**Problem requirements**:
Give back every entry below, unchanged.

= = = =

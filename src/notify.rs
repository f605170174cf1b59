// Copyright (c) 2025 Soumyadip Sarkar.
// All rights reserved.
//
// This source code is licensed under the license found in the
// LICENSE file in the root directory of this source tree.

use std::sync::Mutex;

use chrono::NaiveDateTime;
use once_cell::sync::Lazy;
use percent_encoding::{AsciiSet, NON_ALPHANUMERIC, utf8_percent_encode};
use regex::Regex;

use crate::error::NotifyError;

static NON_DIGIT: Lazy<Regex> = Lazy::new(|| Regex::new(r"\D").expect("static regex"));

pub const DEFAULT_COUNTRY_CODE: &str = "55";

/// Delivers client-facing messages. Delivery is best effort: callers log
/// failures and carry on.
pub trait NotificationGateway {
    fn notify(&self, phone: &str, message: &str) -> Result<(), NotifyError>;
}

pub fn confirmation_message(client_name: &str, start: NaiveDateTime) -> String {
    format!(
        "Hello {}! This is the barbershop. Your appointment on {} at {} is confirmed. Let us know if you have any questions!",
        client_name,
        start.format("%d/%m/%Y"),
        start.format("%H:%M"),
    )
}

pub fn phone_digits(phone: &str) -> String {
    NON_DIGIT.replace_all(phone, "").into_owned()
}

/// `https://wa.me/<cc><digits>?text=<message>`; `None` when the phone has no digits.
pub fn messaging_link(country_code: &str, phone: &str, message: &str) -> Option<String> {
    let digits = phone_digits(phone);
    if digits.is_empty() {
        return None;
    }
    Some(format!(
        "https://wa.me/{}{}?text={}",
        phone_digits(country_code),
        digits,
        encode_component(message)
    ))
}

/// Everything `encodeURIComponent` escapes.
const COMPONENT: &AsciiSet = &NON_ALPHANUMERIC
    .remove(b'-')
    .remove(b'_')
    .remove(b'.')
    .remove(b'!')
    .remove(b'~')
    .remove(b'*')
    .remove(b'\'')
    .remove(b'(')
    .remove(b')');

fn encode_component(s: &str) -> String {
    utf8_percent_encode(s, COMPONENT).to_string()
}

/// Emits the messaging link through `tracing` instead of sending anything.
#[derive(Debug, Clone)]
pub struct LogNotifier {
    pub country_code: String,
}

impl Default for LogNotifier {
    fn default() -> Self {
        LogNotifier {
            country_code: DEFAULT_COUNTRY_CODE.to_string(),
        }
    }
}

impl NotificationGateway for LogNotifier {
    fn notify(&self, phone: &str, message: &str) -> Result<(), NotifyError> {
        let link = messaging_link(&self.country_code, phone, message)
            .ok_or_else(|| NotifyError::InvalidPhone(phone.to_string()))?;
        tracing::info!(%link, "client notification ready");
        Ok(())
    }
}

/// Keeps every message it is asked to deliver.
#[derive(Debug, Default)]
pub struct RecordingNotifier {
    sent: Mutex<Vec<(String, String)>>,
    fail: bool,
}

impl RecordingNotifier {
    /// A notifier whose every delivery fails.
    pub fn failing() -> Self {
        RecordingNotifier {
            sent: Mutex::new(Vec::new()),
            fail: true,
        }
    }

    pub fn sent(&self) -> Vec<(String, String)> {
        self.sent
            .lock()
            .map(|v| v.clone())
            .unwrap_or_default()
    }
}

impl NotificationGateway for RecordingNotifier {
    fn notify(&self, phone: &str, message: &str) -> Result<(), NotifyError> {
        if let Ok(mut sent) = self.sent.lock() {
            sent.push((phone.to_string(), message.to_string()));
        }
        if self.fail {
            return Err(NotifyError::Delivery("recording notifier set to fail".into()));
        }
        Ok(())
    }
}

= = = =

**Exercise solution**:
filename src/notify.rs
repository f605170174cf1b59
// Copyright (c) 2025 Soumyadip Sarkar.
// All rights reserved.
//
// This source code is licensed under the license found in the
// LICENSE file in the root directory of this source tree.

use std::sync::Mutex;

use chrono::NaiveDateTime;
use once_cell::sync::Lazy;
use percent_encoding::{AsciiSet, NON_ALPHANUMERIC, utf8_percent_encode};
use regex::Regex;

use crate::error::NotifyError;

static NON_DIGIT: Lazy<Regex> = Lazy::new(|| Regex::new(r"\D").expect("static regex"));

pub const DEFAULT_COUNTRY_CODE: &str = "55";

/// Delivers client-facing messages. Delivery is best effort: callers log
/// failures and carry on.
pub trait NotificationGateway {
    fn notify(&self, phone: &str, message: &str) -> Result<(), NotifyError>;
}

pub fn confirmation_message(client_name: &str, start: NaiveDateTime) -> String {
    format!(
        "Hello {}! This is the barbershop. Your appointment on {} at {} is confirmed. Let us know if you have any questions!",
        client_name,
        start.format("%d/%m/%Y"),
        start.format("%H:%M"),
    )
}

pub fn phone_digits(phone: &str) -> String {
    NON_DIGIT.replace_all(phone, "").into_owned()
}

/// `https://wa.me/<cc><digits>?text=<message>`; `None` when the phone has no digits.
pub fn messaging_link(country_code: &str, phone: &str, message: &str) -> Option<String> {
    let digits = phone_digits(phone);
    if digits.is_empty() {
        return None;
    }
    Some(format!(
        "https://wa.me/{}{}?text={}",
        phone_digits(country_code),
        digits,
        encode_component(message)
    ))
}

/// Everything `encodeURIComponent` escapes.
const COMPONENT: &AsciiSet = &NON_ALPHANUMERIC
    .remove(b'-')
    .remove(b'_')
    .remove(b'.')
    .remove(b'!')
    .remove(b'~')
    .remove(b'*')
    .remove(b'\'')
    .remove(b'(')
    .remove(b')');

fn encode_component(s: &str) -> String {
    utf8_percent_encode(s, COMPONENT).to_string()
}

/// Emits the messaging link through `tracing` instead of sending anything.
#[derive(Debug, Clone)]
pub struct LogNotifier {
    pub country_code: String,
}

impl Default for LogNotifier {
    fn default() -> Self {
        LogNotifier {
            country_code: DEFAULT_COUNTRY_CODE.to_string(),
        }
    }
}

impl NotificationGateway for LogNotifier {
    fn notify(&self, phone: &str, message: &str) -> Result<(), NotifyError> {
        let link = messaging_link(&self.country_code, phone, message)
            .ok_or_else(|| NotifyError::InvalidPhone(phone.to_string()))?;
        tracing::info!(%link, "client notification ready");
        Ok(())
    }
}

/// Keeps every message it is asked to deliver.
#[derive(Debug, Default)]
pub struct RecordingNotifier {
    sent: Mutex<Vec<(String, String)>>,
    fail: bool,
}

impl RecordingNotifier {
    /// A notifier whose every delivery fails.
    pub fn failing() -> Self {
        RecordingNotifier {
            sent: Mutex::new(Vec::new()),
            fail: true,
        }
    }

    pub fn sent(&self) -> Vec<(String, String)> {
        self.sent
            .lock()
            .map(|v| v.clone())
            .unwrap_or_default()
    }
}

impl NotificationGateway for RecordingNotifier {
    fn notify(&self, phone: &str, message: &str) -> Result<(), NotifyError> {
        if let Ok(mut sent) = self.sent.lock() {
            sent.push((phone.to_string(), message.to_string()));
        }
        if self.fail {
            return Err(NotifyError::Delivery("recording notifier set to fail".into()));
        }
        Ok(())
    }
}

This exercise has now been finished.